- **WHAT TO PRODUCE**
Provide only the number of lines below that hold "node".

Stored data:
Content starts
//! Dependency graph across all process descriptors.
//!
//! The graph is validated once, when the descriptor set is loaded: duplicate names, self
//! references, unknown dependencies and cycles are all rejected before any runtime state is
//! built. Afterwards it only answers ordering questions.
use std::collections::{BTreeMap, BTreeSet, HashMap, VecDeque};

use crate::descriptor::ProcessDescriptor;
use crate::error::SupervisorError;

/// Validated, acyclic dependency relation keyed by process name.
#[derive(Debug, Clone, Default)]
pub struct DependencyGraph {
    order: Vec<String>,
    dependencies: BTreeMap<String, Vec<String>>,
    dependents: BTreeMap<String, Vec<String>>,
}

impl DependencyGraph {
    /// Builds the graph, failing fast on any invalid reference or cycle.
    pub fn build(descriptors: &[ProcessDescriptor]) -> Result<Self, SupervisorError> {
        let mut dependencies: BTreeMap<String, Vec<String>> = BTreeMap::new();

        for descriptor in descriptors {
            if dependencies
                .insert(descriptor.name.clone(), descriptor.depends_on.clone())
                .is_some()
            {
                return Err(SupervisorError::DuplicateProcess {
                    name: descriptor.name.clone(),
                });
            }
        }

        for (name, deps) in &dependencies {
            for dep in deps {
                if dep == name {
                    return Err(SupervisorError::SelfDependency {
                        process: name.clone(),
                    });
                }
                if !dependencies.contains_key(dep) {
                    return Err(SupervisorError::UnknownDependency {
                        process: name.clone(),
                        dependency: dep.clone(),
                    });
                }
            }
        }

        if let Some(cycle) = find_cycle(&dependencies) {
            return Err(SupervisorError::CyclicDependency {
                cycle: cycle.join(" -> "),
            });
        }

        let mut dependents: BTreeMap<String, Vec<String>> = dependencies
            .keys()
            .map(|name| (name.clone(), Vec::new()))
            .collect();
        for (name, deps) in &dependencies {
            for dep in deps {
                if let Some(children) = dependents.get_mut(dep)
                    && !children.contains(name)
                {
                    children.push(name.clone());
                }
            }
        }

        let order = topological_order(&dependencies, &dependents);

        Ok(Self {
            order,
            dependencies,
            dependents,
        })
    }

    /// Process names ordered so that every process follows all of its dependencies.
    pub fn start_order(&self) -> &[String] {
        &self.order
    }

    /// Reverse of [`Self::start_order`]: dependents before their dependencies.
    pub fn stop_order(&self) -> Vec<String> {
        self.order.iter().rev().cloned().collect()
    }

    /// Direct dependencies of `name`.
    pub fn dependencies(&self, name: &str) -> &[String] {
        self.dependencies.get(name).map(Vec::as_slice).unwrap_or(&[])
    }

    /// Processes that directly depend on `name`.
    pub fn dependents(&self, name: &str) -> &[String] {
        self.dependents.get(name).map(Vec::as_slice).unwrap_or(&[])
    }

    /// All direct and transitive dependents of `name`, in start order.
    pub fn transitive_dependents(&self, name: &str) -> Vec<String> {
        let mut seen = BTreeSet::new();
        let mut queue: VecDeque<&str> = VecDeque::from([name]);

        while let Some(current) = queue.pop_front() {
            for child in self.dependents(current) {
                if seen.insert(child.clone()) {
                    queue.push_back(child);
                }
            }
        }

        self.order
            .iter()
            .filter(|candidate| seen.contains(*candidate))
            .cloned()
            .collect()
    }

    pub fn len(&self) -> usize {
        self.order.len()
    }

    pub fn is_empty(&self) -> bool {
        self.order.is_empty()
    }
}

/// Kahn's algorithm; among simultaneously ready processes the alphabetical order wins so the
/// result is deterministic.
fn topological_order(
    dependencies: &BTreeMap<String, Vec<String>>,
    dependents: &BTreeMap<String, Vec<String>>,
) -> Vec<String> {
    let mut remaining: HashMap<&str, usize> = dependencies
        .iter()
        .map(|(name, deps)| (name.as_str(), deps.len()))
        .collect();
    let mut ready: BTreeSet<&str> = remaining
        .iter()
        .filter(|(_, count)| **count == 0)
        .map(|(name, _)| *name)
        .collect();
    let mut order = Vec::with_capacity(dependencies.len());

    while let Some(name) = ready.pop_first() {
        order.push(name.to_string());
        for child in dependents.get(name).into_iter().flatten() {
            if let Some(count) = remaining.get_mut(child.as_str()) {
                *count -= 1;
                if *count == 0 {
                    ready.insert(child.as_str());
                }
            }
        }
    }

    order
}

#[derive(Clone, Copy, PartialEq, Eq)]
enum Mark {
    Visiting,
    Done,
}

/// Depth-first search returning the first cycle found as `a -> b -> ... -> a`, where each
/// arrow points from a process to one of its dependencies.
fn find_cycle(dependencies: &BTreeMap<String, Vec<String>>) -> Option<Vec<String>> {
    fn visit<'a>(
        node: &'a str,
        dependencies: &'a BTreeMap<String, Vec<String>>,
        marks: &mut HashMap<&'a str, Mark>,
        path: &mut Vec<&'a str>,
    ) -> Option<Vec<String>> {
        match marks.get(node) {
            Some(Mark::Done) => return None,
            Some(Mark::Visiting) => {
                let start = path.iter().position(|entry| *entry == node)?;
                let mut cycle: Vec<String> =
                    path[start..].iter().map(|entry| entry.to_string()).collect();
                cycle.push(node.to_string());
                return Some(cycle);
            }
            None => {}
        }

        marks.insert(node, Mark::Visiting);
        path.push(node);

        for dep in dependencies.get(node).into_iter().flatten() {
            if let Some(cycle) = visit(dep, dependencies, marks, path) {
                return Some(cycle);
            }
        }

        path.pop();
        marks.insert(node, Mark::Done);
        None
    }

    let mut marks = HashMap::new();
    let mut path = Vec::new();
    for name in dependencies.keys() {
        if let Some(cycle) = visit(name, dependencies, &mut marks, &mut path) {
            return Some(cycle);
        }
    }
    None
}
Content ends
- **RESPONSE AREA**
8